Mouly ran in the 2014 municipal election in Narbonne as the head of the DVD list. He earned 27.13% of votes in the first round and 45.19% of second-round votes, enough to elect him Mayor of Narbonne. He benefitted from the withdrawal of the Union for a Popular Movement-Union of Democrats and Independence list, which helped him to defeat outgoing Socialist Party Mayor Jacques Bascou. However, Bascou filed an appeal for the annulment of the election, which was rejected by the administrative court in Montpellier. In his first term, Mouly promised to focus on the development of employment, security, video surveillance, and decrease taxes. He also strengthened ties between Narbonne and Béziers, led by Robert Menard.
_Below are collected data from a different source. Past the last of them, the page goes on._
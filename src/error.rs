//! # Error Types
//!
//! Custom error types for OBD CLI using `thiserror`.

use thiserror::Error;

/// Main error type for OBD CLI
#[derive(Debug, Error)]
pub enum ObdError {
    /// Malformed `PID:INTERVAL` monitor token
    #[error("PID value \"{0}\" is not valid. Format must be PID:INTERVAL, e.g 0C:500 to get RPM every 500 milliseconds")]
    InvalidMonitorSpec(String),

    /// Pid code or name that is not in the catalog
    #[error("unknown pid \"{0}\", run the \"list\" command to see supported pids")]
    UnknownPid(String),

    /// Transport connection failures
    #[error("connection error: {0}")]
    Connection(String),

    /// Serial port errors
    #[error("serial port error: {0}")]
    Serial(#[from] tokio_serial::Error),

    /// Telemetry record serialization errors
    #[error("failed to serialize telemetry record: {0}")]
    Serialize(#[from] serde_json::Error),

    /// I/O errors
    #[error("I/O error: {0}")]
    Io(#[from] std::io::Error),
}

/// Result type alias for OBD CLI
pub type Result<T> = std::result::Result<T, ObdError>;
Running for re-election in 2020, Mouly led a right-wing list called "Nouveau Narbonne", which had been founded by his father. He obtained 34.63% of votes in the first round, and 43.57% in the second round, enough for re-election. He once again benefitted from divisions, this time a quadrangular divide on the left. After the election, he declared his readiness to "work with all elected officials", particularly Ménard and Louis Aliot. However, this was received with a negative reaction by President of the Regional Council of Occitania Carole Delga. In May 2021, his campaign accounts were rejected by the administrative court. He was elected President of Grand Narbonne on 15 July 2020.

Didier Mouly died of cancer on 8 October 2023, at the age of 72.